- Directions
When "handled" occurs in a line of the material, copy that line.

- Extracted material

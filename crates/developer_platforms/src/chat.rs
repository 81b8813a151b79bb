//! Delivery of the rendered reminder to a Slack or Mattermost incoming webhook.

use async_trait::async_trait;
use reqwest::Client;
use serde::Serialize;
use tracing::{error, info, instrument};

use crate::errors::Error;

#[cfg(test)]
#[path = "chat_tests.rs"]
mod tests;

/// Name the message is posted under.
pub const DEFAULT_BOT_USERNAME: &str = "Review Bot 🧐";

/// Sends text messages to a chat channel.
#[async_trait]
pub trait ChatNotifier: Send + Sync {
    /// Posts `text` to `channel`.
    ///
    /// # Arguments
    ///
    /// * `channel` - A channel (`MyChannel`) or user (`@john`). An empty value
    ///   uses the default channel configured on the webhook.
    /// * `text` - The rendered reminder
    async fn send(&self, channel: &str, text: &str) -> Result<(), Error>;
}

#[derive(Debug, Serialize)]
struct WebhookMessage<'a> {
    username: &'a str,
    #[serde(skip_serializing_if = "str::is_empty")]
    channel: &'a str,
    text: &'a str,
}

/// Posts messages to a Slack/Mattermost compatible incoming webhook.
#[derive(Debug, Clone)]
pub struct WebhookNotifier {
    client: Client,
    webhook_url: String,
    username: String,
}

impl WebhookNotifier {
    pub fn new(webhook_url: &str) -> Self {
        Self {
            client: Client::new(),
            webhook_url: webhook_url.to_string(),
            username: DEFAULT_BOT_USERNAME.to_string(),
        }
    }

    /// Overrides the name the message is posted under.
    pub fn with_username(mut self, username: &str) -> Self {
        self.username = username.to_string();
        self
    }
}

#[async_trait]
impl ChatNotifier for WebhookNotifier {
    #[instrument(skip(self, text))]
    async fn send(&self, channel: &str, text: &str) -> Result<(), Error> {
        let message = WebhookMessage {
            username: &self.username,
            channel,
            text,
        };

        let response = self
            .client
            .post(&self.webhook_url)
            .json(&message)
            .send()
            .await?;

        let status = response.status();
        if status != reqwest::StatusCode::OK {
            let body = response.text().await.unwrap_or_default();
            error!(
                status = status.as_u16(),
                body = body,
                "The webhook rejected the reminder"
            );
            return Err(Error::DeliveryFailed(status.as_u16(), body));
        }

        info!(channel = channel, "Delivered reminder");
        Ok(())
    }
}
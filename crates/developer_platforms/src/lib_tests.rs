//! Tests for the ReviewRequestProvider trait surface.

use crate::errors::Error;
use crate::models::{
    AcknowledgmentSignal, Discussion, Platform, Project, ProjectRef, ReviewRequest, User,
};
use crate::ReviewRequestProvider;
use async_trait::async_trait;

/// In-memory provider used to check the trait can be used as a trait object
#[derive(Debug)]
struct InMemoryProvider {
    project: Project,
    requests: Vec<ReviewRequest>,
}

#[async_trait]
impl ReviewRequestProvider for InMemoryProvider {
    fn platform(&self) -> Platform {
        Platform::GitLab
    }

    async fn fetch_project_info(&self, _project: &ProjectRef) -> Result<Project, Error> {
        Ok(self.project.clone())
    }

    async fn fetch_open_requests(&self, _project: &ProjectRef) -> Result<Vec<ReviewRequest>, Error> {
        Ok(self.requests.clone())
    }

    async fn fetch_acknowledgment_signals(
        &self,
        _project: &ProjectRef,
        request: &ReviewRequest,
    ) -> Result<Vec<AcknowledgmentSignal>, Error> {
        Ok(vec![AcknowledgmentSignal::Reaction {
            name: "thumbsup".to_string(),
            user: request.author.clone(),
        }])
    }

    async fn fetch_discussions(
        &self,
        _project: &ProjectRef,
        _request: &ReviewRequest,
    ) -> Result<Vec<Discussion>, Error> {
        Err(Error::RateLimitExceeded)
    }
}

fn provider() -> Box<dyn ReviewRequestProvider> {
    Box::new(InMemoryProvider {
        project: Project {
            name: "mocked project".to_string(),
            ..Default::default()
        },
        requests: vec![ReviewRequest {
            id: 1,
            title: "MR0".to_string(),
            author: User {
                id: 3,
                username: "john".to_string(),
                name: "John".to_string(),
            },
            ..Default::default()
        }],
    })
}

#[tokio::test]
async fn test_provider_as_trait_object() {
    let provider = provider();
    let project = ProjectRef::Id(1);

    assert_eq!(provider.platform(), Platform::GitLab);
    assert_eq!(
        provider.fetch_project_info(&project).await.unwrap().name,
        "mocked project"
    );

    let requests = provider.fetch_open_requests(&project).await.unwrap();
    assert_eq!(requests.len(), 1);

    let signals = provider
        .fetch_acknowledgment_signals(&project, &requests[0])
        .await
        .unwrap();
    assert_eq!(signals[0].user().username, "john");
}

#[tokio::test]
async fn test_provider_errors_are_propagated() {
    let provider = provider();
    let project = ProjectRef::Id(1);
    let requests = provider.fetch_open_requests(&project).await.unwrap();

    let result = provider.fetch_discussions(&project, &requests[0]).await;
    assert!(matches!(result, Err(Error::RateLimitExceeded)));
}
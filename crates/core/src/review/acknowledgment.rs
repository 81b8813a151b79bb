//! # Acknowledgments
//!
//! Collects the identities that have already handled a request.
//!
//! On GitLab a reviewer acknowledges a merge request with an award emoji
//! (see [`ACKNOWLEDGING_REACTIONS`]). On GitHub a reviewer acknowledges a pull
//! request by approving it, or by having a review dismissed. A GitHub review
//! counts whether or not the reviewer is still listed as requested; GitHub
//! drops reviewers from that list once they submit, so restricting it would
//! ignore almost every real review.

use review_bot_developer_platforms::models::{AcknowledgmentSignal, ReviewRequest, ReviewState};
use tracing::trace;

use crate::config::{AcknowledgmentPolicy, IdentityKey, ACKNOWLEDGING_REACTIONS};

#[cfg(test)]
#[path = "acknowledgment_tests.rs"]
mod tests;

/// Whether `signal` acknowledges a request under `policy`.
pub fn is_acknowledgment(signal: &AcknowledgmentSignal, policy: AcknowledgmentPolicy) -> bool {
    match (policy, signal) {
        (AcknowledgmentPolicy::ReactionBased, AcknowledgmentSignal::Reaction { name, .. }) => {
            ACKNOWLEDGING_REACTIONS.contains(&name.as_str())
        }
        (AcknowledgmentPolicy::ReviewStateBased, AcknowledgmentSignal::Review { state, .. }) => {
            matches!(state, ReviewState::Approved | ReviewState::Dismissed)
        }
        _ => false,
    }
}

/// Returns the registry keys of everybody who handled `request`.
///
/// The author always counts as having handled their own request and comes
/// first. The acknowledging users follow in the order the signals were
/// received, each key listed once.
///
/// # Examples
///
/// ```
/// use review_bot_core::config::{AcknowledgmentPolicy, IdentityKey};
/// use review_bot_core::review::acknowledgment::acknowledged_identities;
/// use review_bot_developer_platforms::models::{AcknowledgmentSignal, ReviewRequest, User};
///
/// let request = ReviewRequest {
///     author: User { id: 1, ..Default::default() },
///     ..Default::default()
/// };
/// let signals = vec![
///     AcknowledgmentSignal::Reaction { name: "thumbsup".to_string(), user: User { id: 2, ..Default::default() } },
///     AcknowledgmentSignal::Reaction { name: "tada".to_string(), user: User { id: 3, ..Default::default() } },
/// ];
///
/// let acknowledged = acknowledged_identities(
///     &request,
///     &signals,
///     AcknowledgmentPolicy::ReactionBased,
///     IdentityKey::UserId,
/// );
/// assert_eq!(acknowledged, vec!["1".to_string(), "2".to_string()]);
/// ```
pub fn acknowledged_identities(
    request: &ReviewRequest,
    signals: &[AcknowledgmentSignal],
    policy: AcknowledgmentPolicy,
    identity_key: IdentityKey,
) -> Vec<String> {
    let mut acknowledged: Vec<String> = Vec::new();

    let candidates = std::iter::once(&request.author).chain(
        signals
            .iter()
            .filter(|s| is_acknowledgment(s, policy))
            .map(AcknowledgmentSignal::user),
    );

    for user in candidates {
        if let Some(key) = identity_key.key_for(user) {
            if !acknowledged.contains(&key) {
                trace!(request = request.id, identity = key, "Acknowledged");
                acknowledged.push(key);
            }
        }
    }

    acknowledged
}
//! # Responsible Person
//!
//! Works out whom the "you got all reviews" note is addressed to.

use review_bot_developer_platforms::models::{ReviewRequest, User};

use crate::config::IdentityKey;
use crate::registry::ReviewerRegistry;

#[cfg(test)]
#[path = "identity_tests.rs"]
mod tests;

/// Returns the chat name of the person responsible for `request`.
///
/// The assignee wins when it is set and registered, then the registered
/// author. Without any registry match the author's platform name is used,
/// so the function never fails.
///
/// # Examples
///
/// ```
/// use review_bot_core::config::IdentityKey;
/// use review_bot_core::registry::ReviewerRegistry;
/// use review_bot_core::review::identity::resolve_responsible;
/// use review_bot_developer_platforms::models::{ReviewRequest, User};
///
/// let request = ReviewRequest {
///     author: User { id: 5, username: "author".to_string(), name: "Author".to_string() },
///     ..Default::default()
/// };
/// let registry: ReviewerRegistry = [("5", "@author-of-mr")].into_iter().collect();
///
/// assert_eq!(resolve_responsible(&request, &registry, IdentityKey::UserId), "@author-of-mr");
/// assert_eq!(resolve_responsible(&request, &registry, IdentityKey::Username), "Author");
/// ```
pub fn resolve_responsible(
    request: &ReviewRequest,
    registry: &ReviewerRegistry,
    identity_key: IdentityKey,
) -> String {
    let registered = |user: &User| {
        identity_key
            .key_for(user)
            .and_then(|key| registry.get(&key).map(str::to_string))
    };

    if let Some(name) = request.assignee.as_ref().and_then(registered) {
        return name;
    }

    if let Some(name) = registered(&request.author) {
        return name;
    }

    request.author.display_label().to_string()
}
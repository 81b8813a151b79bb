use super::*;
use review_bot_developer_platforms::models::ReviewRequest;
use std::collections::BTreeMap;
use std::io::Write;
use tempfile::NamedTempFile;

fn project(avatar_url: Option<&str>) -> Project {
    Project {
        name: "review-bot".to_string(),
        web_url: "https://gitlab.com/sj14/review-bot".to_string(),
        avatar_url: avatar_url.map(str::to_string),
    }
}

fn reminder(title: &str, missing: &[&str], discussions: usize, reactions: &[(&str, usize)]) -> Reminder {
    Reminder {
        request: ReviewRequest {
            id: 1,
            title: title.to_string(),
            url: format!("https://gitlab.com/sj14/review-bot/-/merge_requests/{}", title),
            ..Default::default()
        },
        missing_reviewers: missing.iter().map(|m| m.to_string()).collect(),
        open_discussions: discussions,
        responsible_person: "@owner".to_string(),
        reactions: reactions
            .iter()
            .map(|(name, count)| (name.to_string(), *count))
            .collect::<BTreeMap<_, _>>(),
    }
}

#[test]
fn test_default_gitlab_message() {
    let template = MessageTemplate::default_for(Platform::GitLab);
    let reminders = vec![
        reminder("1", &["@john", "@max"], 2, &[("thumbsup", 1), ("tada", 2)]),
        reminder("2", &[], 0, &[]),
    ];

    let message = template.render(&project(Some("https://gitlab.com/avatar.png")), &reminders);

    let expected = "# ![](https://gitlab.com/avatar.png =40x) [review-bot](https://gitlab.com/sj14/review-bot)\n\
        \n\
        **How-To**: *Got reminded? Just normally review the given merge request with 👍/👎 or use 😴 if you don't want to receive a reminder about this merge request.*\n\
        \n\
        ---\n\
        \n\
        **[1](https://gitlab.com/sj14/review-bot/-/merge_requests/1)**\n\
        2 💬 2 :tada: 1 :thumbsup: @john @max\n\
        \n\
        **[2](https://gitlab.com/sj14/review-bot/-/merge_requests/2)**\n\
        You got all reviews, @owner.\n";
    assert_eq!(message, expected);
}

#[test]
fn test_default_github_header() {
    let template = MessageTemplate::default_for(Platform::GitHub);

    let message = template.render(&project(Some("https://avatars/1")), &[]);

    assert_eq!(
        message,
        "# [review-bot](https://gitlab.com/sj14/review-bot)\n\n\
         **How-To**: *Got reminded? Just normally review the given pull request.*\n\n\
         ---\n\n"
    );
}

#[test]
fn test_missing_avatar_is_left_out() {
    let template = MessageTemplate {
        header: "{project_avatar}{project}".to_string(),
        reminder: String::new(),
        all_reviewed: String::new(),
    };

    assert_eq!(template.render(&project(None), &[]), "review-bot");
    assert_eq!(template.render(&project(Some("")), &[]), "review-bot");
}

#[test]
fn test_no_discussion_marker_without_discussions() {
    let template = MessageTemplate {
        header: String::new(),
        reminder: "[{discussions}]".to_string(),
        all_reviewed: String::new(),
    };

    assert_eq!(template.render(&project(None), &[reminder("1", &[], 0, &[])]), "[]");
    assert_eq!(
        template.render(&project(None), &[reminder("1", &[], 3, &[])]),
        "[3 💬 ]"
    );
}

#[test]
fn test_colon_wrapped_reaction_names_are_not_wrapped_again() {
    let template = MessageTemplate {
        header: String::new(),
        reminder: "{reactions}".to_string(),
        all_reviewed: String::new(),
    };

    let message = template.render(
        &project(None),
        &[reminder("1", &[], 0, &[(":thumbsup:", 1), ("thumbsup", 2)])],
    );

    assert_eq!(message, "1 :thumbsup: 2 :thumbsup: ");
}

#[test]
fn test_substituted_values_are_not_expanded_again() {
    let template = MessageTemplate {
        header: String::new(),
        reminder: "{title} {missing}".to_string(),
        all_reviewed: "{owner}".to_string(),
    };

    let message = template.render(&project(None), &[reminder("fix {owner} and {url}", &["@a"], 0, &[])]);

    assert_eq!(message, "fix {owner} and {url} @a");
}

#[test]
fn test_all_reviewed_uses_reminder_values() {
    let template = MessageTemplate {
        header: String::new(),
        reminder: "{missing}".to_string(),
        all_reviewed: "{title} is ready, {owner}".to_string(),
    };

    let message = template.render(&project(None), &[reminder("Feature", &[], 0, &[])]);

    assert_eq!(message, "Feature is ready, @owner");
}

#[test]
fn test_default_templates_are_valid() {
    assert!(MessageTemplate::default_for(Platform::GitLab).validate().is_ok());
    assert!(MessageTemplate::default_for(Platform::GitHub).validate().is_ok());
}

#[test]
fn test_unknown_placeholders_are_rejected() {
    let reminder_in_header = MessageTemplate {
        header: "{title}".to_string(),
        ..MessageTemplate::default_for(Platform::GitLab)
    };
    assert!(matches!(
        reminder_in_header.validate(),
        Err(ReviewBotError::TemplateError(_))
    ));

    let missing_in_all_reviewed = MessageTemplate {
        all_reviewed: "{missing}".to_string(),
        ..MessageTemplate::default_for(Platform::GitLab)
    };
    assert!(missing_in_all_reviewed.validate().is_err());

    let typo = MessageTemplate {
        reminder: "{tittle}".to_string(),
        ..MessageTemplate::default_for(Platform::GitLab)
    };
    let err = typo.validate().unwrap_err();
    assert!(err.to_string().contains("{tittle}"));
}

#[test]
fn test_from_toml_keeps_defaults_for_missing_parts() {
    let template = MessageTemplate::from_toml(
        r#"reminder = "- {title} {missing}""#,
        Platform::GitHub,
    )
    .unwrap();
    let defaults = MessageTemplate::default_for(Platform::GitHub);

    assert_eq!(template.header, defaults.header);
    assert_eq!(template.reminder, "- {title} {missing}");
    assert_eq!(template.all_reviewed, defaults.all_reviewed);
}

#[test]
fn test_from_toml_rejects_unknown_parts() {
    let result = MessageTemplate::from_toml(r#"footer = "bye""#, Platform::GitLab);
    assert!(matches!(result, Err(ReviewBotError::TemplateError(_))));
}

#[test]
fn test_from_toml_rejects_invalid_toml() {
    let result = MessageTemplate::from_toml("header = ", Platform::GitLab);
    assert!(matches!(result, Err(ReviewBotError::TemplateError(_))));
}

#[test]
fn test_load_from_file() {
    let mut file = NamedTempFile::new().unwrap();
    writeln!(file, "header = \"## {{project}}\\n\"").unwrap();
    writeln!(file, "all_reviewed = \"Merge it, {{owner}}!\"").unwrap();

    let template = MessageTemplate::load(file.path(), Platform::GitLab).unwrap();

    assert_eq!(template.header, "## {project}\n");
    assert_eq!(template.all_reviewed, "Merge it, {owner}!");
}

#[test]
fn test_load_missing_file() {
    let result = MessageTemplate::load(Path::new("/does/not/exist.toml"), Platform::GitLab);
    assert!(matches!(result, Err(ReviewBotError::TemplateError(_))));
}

- Reply to the task
//! Collects the identities that have already handled a request.
/// Returns the registry keys of everybody who handled `request`.
/// The author always counts as having handled their own request and comes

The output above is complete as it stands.